//! Grid assembler: folds the per-day classifier, span, overlap and track
//! results of one week into the renderer-facing layout.

use std::collections::HashMap;

use chrono::NaiveDate;

use super::classifier::{classify, ClassifiedDay};
use super::overlap::{stack_overlaps, DayInterval};
use super::reconciler::ReconcileContext;
use super::span::span_in_week;
use super::time_of_day::time_buckets;
use crate::error::LayoutError;
use crate::models::event::{Event, EventCategory, EventId};
use crate::models::layout::{
    Cell, DayLayout, Diagnostic, DiagnosticKind, LaneKind, MonthLayout, TrackSlot, WeekLayout,
};
use crate::models::settings::LayoutSettings;
use crate::models::week::{DayBucket, Week};
use crate::services::resolver::{month_row_starts, week_from_events, EventFilter};

/// Builds week and month layouts.
///
/// Holds only configuration. Reconciliation state lives in a context created
/// per week row, so one assembler can lay out any number of independent weeks.
#[derive(Debug, Clone, Default)]
pub struct GridAssembler {
    settings: LayoutSettings,
}

impl GridAssembler {
    pub fn new(settings: LayoutSettings) -> Self {
        Self { settings }
    }

    pub fn settings(&self) -> &LayoutSettings {
        &self.settings
    }

    /// Lay out one week row.
    pub fn layout_week(&self, week: &Week) -> Result<WeekLayout, LayoutError> {
        let mut context = ReconcileContext::new();
        let mut days = Vec::with_capacity(week.days().len());

        for bucket in week.days() {
            days.push(self.layout_day(bucket, week.first_date(), &mut context)?);
        }

        log::debug!(
            "Laid out week {} to {}: {} banner tracks max, {} diagnostics",
            week.first_date(),
            week.last_date(),
            days.iter().map(|day| day.tracks.len()).max().unwrap_or(0),
            days.iter().map(|day| day.diagnostics.len()).sum::<usize>()
        );

        Ok(WeekLayout {
            first_date: week.first_date(),
            days,
        })
    }

    /// Lay out the week row starting at `week_start` from a flat event list.
    pub fn layout_week_from_events(
        &self,
        week_start: NaiveDate,
        events: &[Event],
        filter: &EventFilter,
    ) -> Result<WeekLayout, LayoutError> {
        let week = week_from_events(week_start, events, filter)?;
        self.layout_week(&week)
    }

    /// Lay out every row of a month view. Each row starts with no carry-over.
    pub fn layout_month(
        &self,
        year: i32,
        month: u32,
        events: &[Event],
        filter: &EventFilter,
    ) -> Result<MonthLayout, LayoutError> {
        let weeks = month_row_starts(year, month, &self.settings)?
            .into_iter()
            .map(|row_start| self.layout_week_from_events(row_start, events, filter))
            .collect::<Result<Vec<_>, _>>()?;

        Ok(MonthLayout { year, month, weeks })
    }

    fn layout_day(
        &self,
        bucket: &DayBucket,
        week_start: NaiveDate,
        context: &mut ReconcileContext,
    ) -> Result<DayLayout, LayoutError> {
        let date = bucket.date;
        let (events, diagnostics) = screen_bucket(bucket);
        let classified = classify(events);

        let refs = classified.banner_refs();
        let tracks = match context.reconcile(date, &refs) {
            Ok(tracks) => tracks,
            Err(err) if !self.settings.strict_reconciliation => {
                log::warn!("{}; falling back to raw order", err);
                context.reset();
                refs
            }
            Err(err) => return Err(err),
        };

        let categories = category_index(&classified);
        validate_lane_composition(date, &tracks, &categories)?;

        let mut cells = banner_cells(&tracks, &classified, week_start, date)?;
        cells.extend(timed_cells(&classified, date));

        Ok(DayLayout {
            date,
            lanes: classified.lanes(),
            tracks,
            cells,
            diagnostics,
        })
    }
}

/// Drop events the resolver placed on a day outside their own range and flag
/// events that were clamped for a missing end.
fn screen_bucket(bucket: &DayBucket) -> (Vec<&Event>, Vec<Diagnostic>) {
    let mut kept = Vec::with_capacity(bucket.events.len());
    let mut diagnostics = Vec::new();

    for event in &bucket.events {
        if !event.occurs_on(bucket.date) {
            log::warn!(
                "Event {} ({} - {}) supplied for {}; skipping",
                event.id,
                event.first_day(),
                event.last_day(),
                bucket.date
            );
            diagnostics.push(Diagnostic {
                event_id: event.id,
                date: bucket.date,
                kind: DiagnosticKind::OutOfRange,
            });
            continue;
        }

        if event.is_degraded() {
            log::warn!("Event {} has no end time; laid out with zero duration", event.id);
            diagnostics.push(Diagnostic {
                event_id: event.id,
                date: bucket.date,
                kind: DiagnosticKind::DegradedEvent,
            });
        }

        kept.push(event);
    }

    (kept, diagnostics)
}

fn category_index<'a>(classified: &ClassifiedDay<'a>) -> HashMap<EventId, &'a Event> {
    classified
        .multi_day
        .iter()
        .chain(&classified.all_day)
        .chain(&classified.simple)
        .map(|event| (event.id, *event))
        .collect()
}

/// Every event slot in the banner lane must carry the category the
/// classifier assigned to that id, and simple events never appear there.
fn validate_lane_composition(
    date: NaiveDate,
    tracks: &[TrackSlot],
    events: &HashMap<EventId, &Event>,
) -> Result<(), LayoutError> {
    for slot in tracks {
        let (Some(event_id), Some(found)) = (slot.event_id(), slot.category()) else {
            continue;
        };
        let expected = events
            .get(&event_id)
            .map(|event| event.category_kind())
            .unwrap_or(EventCategory::Simple);

        if found != expected || found == EventCategory::Simple {
            return Err(LayoutError::LaneMismatch {
                date,
                event_id,
                expected,
                found,
            });
        }
    }
    Ok(())
}

fn banner_cells(
    tracks: &[TrackSlot],
    classified: &ClassifiedDay<'_>,
    week_start: NaiveDate,
    date: NaiveDate,
) -> Result<Vec<Cell>, LayoutError> {
    let events = category_index(classified);
    let mut cells = Vec::with_capacity(tracks.len());

    for (slot_index, slot) in tracks.iter().enumerate() {
        let (event_id, category) = match (slot, slot.event_id(), slot.category()) {
            (TrackSlot::Spacer(spacer), _, _) => {
                cells.push(Cell::spacer(slot_index, *spacer));
                continue;
            }
            (_, Some(event_id), Some(category)) => (event_id, category),
            _ => continue,
        };

        let mut cell = Cell::event(LaneKind::Banner, slot_index, event_id, category);

        if let Some(event) = events.get(&event_id) {
            cell.time_buckets = time_buckets(event).into_iter().collect();

            // the bar is described once, on the first column it is drawn in
            let bar_start = event.first_day().max(week_start);
            if category == EventCategory::MultiDay && bar_start == date {
                cell.span = Some(span_in_week(event.first_day(), event.last_day(), week_start)?);
            }
        }

        cells.push(cell);
    }

    Ok(cells)
}

fn timed_cells(classified: &ClassifiedDay<'_>, date: NaiveDate) -> Vec<Cell> {
    let intervals: Vec<DayInterval> = classified
        .simple
        .iter()
        .map(|event| DayInterval::for_event_on(event, date))
        .collect();
    let overlaps = stack_overlaps(&intervals);

    classified
        .simple
        .iter()
        .zip(intervals.iter().zip(overlaps))
        .enumerate()
        .map(|(slot_index, (event, (interval, overlap_count)))| {
            let mut cell =
                Cell::event(LaneKind::Timed, slot_index, event.id, EventCategory::Simple);
            cell.overlap_count = Some(overlap_count);
            cell.start_minute = Some(interval.start);
            cell.end_minute = Some(interval.end);
            cell.time_buckets = time_buckets(event).into_iter().collect();
            cell
        })
        .collect()
}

+++++

_WHAT NEEDS TO BE DONE_. Total lines with "crate" in the records above: report that figure alone.

_RESULT FOR THIS TASK_. 6